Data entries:
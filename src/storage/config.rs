//! Application configuration.
//!
//! Loaded from `config.toml` in the platform data directory. Every field has
//! a default, so a missing file or a partial file is valid.

use serde::{Deserialize, Serialize};
use std::path::{Path, PathBuf};

/// Storage key used when the configuration does not name one.
pub const DEFAULT_STORAGE_KEY: &str = "homeroom-storage";

/// Application configuration.
#[derive(Debug, Clone, Default, PartialEq, Serialize, Deserialize)]
pub struct HomeroomConfig {
    /// Snapshot storage settings
    #[serde(default)]
    pub storage: StorageSettings,
    /// OS appearance settings
    #[serde(default)]
    pub appearance: AppearanceSettings,
}

/// Where the state snapshot lives.
#[derive(Debug, Clone, PartialEq, Serialize, Deserialize)]
pub struct StorageSettings {
    /// Fixed key the snapshot is stored under
    #[serde(default = "default_storage_key")]
    pub key: String,
    /// Directory override; the platform data directory when unset
    #[serde(default, skip_serializing_if = "Option::is_none")]
    pub dir: Option<PathBuf>,
}

fn default_storage_key() -> String {
    DEFAULT_STORAGE_KEY.to_string()
}

impl Default for StorageSettings {
    fn default() -> Self {
        Self {
            key: default_storage_key(),
            dir: None,
        }
    }
}

impl StorageSettings {
    /// Directory holding the snapshot file.
    pub fn resolve_dir(&self) -> PathBuf {
        self.dir.clone().unwrap_or_else(get_data_dir)
    }
}

/// OS appearance tracking.
#[derive(Debug, Clone, PartialEq, Serialize, Deserialize)]
pub struct AppearanceSettings {
    /// Follow the OS light/dark setting
    #[serde(default = "default_follow_system")]
    pub follow_system: bool,
    /// How often the OS setting is polled, in milliseconds
    #[serde(default = "default_poll_interval_ms")]
    pub poll_interval_ms: u64,
}

fn default_follow_system() -> bool {
    true
}

fn default_poll_interval_ms() -> u64 {
    2000
}

impl Default for AppearanceSettings {
    fn default() -> Self {
        Self {
            follow_system: default_follow_system(),
            poll_interval_ms: default_poll_interval_ms(),
        }
    }
}

/// Get the application data directory.
pub fn get_data_dir() -> PathBuf {
    directories::ProjectDirs::from("com", "homeroom", "Homeroom")
        .map(|dirs| dirs.data_dir().to_path_buf())
        .unwrap_or_else(|| PathBuf::from("."))
}

/// Get the configuration file path.
pub fn get_config_path() -> PathBuf {
    get_data_dir().join("config.toml")
}

/// Load application configuration from the default location.
pub fn load_config() -> Result<HomeroomConfig, ConfigError> {
    load_config_from(&get_config_path())
}

/// Save application configuration to the default location.
pub fn save_config(config: &HomeroomConfig) -> Result<(), ConfigError> {
    save_config_to(config, &get_config_path())
}

/// Load configuration from `path`; defaults when the file does not exist.
pub fn load_config_from(path: &Path) -> Result<HomeroomConfig, ConfigError> {
    if !path.exists() {
        return Ok(HomeroomConfig::default());
    }

    let content = std::fs::read_to_string(path).map_err(|e| ConfigError::IoError(e.to_string()))?;

    toml::from_str(&content).map_err(|e| ConfigError::ParseError(e.to_string()))
}

/// Save configuration to `path`, creating parent directories.
pub fn save_config_to(config: &HomeroomConfig, path: &Path) -> Result<(), ConfigError> {
    if let Some(parent) = path.parent() {
        std::fs::create_dir_all(parent).map_err(|e| ConfigError::IoError(e.to_string()))?;
    }

    let content =
        toml::to_string_pretty(config).map_err(|e| ConfigError::SerializeError(e.to_string()))?;

    std::fs::write(path, content).map_err(|e| ConfigError::IoError(e.to_string()))?;

    Ok(())
}

/// Configuration errors.
#[derive(Debug, thiserror::Error)]
pub enum ConfigError {
    #[error("IO error: {0}")]
    IoError(String),

    #[error("Parse error: {0}")]
    ParseError(String),

    #[error("Serialize error: {0}")]
    SerializeError(String),
}
//! OS light/dark appearance tracking.
//!
//! The OS setting is polled and pushed into the store only when the OS value
//! itself changes. There is no debounce: whichever of the watcher or an
//! explicit `set_color_scheme` runs last decides the theme, and an explicit
//! choice stays until the OS reports a different scheme.

use std::time::Duration;
use tokio::task::JoinHandle;
use tokio::time::MissedTickBehavior;

use crate::store::AppStore;
use crate::theme::ColorScheme;

/// Source of the OS color scheme.
pub trait AppearanceProvider: Send + Sync {
    /// Current OS scheme, `None` when the OS expresses no preference.
    fn current(&self) -> Option<ColorScheme>;
}

/// Reads the desktop/mobile appearance via `dark-light`.
#[derive(Debug, Default, Clone, Copy)]
pub struct SystemAppearance;

impl AppearanceProvider for SystemAppearance {
    fn current(&self) -> Option<ColorScheme> {
        match dark_light::detect() {
            dark_light::Mode::Dark => Some(ColorScheme::Dark),
            dark_light::Mode::Light => Some(ColorScheme::Light),
            dark_light::Mode::Default => None,
        }
    }
}

/// Pushes OS appearance changes into an [`AppStore`].
///
/// Remembers the last scheme the OS reported; the first observation counts
/// as a change.
#[derive(Debug, Default)]
pub struct AppearanceWatcher {
    last_seen: Option<ColorScheme>,
}

impl AppearanceWatcher {
    pub fn new() -> Self {
        Self::default()
    }

    /// Last scheme reported by the OS, if any.
    pub fn last_seen(&self) -> Option<ColorScheme> {
        self.last_seen
    }

    /// Read the OS scheme once and apply it if the OS value changed since
    /// the previous poll.
    ///
    /// Returns whether the store changed.
    pub fn poll_once(&mut self, store: &AppStore, provider: &dyn AppearanceProvider) -> bool {
        let Some(scheme) = provider.current() else {
            return false;
        };
        if self.last_seen == Some(scheme) {
            return false;
        }
        self.last_seen = Some(scheme);

        if store.read(|s| s.theme.color_scheme()) == scheme {
            return false;
        }

        tracing::debug!("OS appearance changed to {}", scheme);
        store.set_color_scheme(scheme);
        true
    }

    /// Poll `provider` every `interval` on the current tokio runtime.
    ///
    /// The first poll happens immediately and keeps whatever this watcher
    /// has already observed. Must be called from within a tokio runtime.
    pub fn spawn(
        mut self,
        store: AppStore,
        provider: impl AppearanceProvider + 'static,
        interval: Duration,
    ) -> AppearanceSubscription {
        let handle = tokio::spawn(async move {
            let mut ticker = tokio::time::interval(interval);
            ticker.set_missed_tick_behavior(MissedTickBehavior::Skip);
            loop {
                ticker.tick().await;
                self.poll_once(&store, &provider);
            }
        });

        AppearanceSubscription {
            handle: Some(handle),
        }
    }
}

/// Running appearance subscription. Dropping it also unsubscribes.
#[derive(Debug)]
pub struct AppearanceSubscription {
    handle: Option<JoinHandle<()>>,
}

impl AppearanceSubscription {
    pub fn is_active(&self) -> bool {
        self.handle.as_ref().is_some_and(|h| !h.is_finished())
    }

    /// Stop watching the OS appearance.
    pub fn unsubscribe(mut self) {
        self.stop();
    }

    fn stop(&mut self) {
        if let Some(handle) = self.handle.take() {
            handle.abort();
            tracing::debug!("Appearance watcher stopped");
        }
    }
}

impl Drop for AppearanceSubscription {
    fn drop(&mut self) {
        self.stop();
    }
}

EXERCISE DETAILS: Your task is to write out, exactly, the line that contains "fn stop(&mut self)" and each line after it to the end of the data, with no other lines.

RESPONSE FOR THIS EXERCISE:
    fn stop(&mut self) {
        if let Some(handle) = self.handle.take() {
            handle.abort();
            tracing::debug!("Appearance watcher stopped");
        }
    }
}

impl Drop for AppearanceSubscription {
    fn drop(&mut self) {
        self.stop();
    }
}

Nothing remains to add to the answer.